Resits at $88 a pop have netted more than $650,000.
Learner drivers have stumped up more than $650,000 to resit the controversial new test since it was introduced six months ago.
New Zealand Transport Agency figures show 7397 resits at a cost of $88 each have been taken since tough new standards were introduced in February.
And a former employee of NZ Driver Licensing, the sole company contracted to conduct driving tests, contacted the Herald on Sunday, claiming he recently quit because he was embarrassed about the number of people he was required to fail.
"After the new tests came in it was an unwritten rule that testers had to stop passing as many people as they used to," the ex-worker, who asked not to be named, said.
He said some failed candidates accused him of revenue-gathering.
"A lot of new testers were also brought in who weren't as well trained as they should be. One guy was so cocky he nick-named himself 'The Terminator'."
The Herald on Sunday reported last week that some drivers, their families and their driving instructors think the new 1R tests are too difficult and are causing unnecessary stress and financial hardship.
Out of 27,568 tests since February, 12,123 people passed and 4840 failed. Another 10,605 learners had their tests stopped because of critical errors or immediate-failure errors.
But the transport agency defends the resits. Principal adviser for testing standards, Jim Furneaux, said the new test was more difficult than the old one "but it is significant that more than 60 per cent of 16- and 17-year-olds have passed the new test, no problem".
"It is those that are stuck with bad habits they have picked up from other drivers who seem to be having the most difficulties."
Furneaux dismissed the claims from the former tester as sour grapes.
"We have not turned into a revenue-gathering agency and I don't think the money that comes in even covers our costs.

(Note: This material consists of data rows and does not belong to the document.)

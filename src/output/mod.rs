//! Reports printed after a run.
//!
//! A [`Report`] is a plain snapshot of a [`Library`]: its summary, the
//! result of an import if one ran, the non-fatal failures, and (with
//! `--list`) every canonical item and duplicate. It renders as text
//! ([`text::TextOutput`]) or JSON ([`json::JsonOutput`]).
//!
//! # Example
//!
//! ```no_run
//! use slurp::error::ExitCode;
//! use slurp::library::Library;
//! use slurp::output::{json::JsonOutput, Report};
//! use std::path::Path;
//!
//! let library = Library::with_defaults(Path::new("/Volumes/External/Pictures")).unwrap();
//! let report = Report::new(&library, None, false, ExitCode::Success);
//! println!("{}", JsonOutput::new(&report).to_json_pretty().unwrap());
//! ```

pub mod json;
pub mod text;

use serde::Serialize;

use crate::error::ExitCode;
use crate::library::{ImportSummary, Library, LibrarySummary};
use crate::scanner::{hash_to_hex, Item};

pub use json::JsonOutput;
pub use text::TextOutput;

/// One canonical item in a listing.
#[derive(Debug, Clone, PartialEq, Eq, Serialize)]
pub struct ReportItem {
    /// Path of the item
    pub path: String,
    /// Size in bytes, if known
    pub size: Option<u64>,
    /// Quick hash as hex, if computed
    pub quick_hash: Option<String>,
    /// Full hash as hex, if computed
    pub full_hash: Option<String>,
}

impl ReportItem {
    fn from_item(item: &Item) -> Self {
        let identity = item.cached_identity();
        Self {
            path: item.path().display().to_string(),
            size: item.known_size(),
            quick_hash: identity.map(|(_, quick, _)| hash_to_hex(&quick)),
            full_hash: identity.map(|(_, _, full)| hash_to_hex(&full)),
        }
    }
}

/// Everything worth telling the user after a run.
#[derive(Debug, Clone, Serialize)]
pub struct Report {
    /// Library counters
    pub summary: LibrarySummary,
    /// Result of the import, if a source was given
    #[serde(skip_serializing_if = "Option::is_none")]
    pub import: Option<ImportSummary>,
    /// Non-fatal failures, as messages
    pub failures: Vec<String>,
    /// Canonical items, when listing was requested
    #[serde(skip_serializing_if = "Option::is_none")]
    pub items: Option<Vec<ReportItem>>,
    /// Duplicate paths, when listing was requested
    #[serde(skip_serializing_if = "Option::is_none")]
    pub duplicates: Option<Vec<String>>,
    /// The exit code number
    pub exit_code: i32,
    /// The machine-readable exit code name (e.g., "SL000")
    pub exit_code_name: String,
}

impl Report {
    /// Snapshot `library`.
    ///
    /// # Arguments
    ///
    /// * `library` - Library to describe
    /// * `import` - Result of [`Library::copy`], if it ran
    /// * `list` - Include every item and duplicate
    /// * `exit_code` - Exit code of this run
    #[must_use]
    pub fn new(
        library: &Library,
        import: Option<ImportSummary>,
        list: bool,
        exit_code: ExitCode,
    ) -> Self {
        let items: Option<Vec<ReportItem>> =
            list.then(|| library.items().map(ReportItem::from_item).collect());
        let duplicates: Option<Vec<String>> = list.then(|| {
            library
                .duplicates()
                .iter()
                .map(|d| d.path().display().to_string())
                .collect()
        });

        Self {
            summary: library.summary(),
            import,
            failures: library.failures().iter().map(ToString::to_string).collect(),
            items,
            duplicates,
            exit_code: exit_code.as_i32(),
            exit_code_name: exit_code.code_prefix().to_string(),
        }
    }
}
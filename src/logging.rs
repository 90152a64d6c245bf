//! Logging setup for the `slurp` binary.
//!
//! Library code only talks to the `log` facade (see [`crate::events::LogEvents`]);
//! this module installs the `env_logger` backend. The level comes from, in
//! priority order:
//!
//! 1. `RUST_LOG` environment variable (if set)
//! 2. `--quiet` (errors only)
//! 3. `-v` (debug) or `-vv` (trace)
//! 4. Default: info
//!
//! Debug builds prefix each line with a timestamp and, with `-v`, the log
//! target. Release builds print the level and message only.

use env_logger::Builder;
use log::LevelFilter;
use std::env;
use std::io::Write;

/// Install the global logger.
///
/// Call once, before any logging happens. A second call is ignored with a
/// debug message rather than panicking, so tests and embedders may call it
/// freely.
///
/// # Arguments
///
/// * `verbose` - Verbosity count from CLI (0=info, 1=debug, 2+=trace)
/// * `quiet` - If true, only show errors (overridden by `RUST_LOG`)
///
/// # Example
///
/// ```rust,no_run
/// use slurp::logging::init_logging;
///
/// init_logging(1, false);
/// log::debug!("visible with -v");
/// ```
pub fn init_logging(verbose: u8, quiet: bool) {
    let rust_log = env::var("RUST_LOG").ok();
    let level = determine_level(verbose, quiet);

    let mut builder = Builder::new();
    match &rust_log {
        Some(_) => {
            builder.parse_default_env();
        }
        None => {
            builder.filter_level(level);
        }
    }
    configure_format(&mut builder, verbose);

    if builder.try_init().is_err() {
        log::debug!("Logger already initialized");
        return;
    }

    match rust_log {
        Some(spec) => log::debug!("Logging configured from RUST_LOG={}", spec),
        None => log::debug!("Logging initialized at level: {:?}", level),
    }
}

/// Map CLI flags to a level filter. `quiet` wins over `verbose`.
fn determine_level(verbose: u8, quiet: bool) -> LevelFilter {
    if quiet {
        return LevelFilter::Error;
    }
    match verbose {
        0 => LevelFilter::Info,
        1 => LevelFilter::Debug,
        _ => LevelFilter::Trace,
    }
}

#[cfg(debug_assertions)]
fn configure_format(builder: &mut Builder, verbose: u8) {
    builder.format(move |buf, record| {
        let level = record.level();
        let style = buf.default_level_style(level);
        let timestamp = buf.timestamp_seconds();
        if verbose >= 1 {
            writeln!(
                buf,
                "{} {style}{:<5}{style:#} [{}] {}",
                timestamp,
                level,
                record.target(),
                record.args()
            )
        } else {
            writeln!(
                buf,
                "{} {style}{:<5}{style:#} {}",
                timestamp,
                level,
                record.args()
            )
        }
    });
}

#[cfg(not(debug_assertions))]
fn configure_format(builder: &mut Builder, _verbose: u8) {
    builder.format(|buf, record| {
        let level = record.level();
        let style = buf.default_level_style(level);
        writeln!(buf, "{style}{:<5}{style:#} {}", level, record.args())
    });
}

This sounds like a former employee who has an axe to grind because all of our testers are properly certified for the job."
NZ Driver Licensing (1998) Limited is a listed company with six directors: Robert Carl August, Donald Roger Marley, Lionel Edwin Reeve, Michael Joseph Sidwell, James Sidney Wiles and Ian Paul Woodhouse.
Asked about how much extra money NZ Driver Licensing was making from the increased number of resits, the firm's operations manager, Gerard Clark, declined to comment and referred all queries back to NZTA's media department.
Open Road Driving School owner Matthew Harding, from Auckland, has been preparing learners for tests for 20 years. He describes the new standards as "brutal".
"If youngsters have to keep paying out for resits the big danger is that some will not be able to afford it and start driving around anyway with no proper licence or insurance."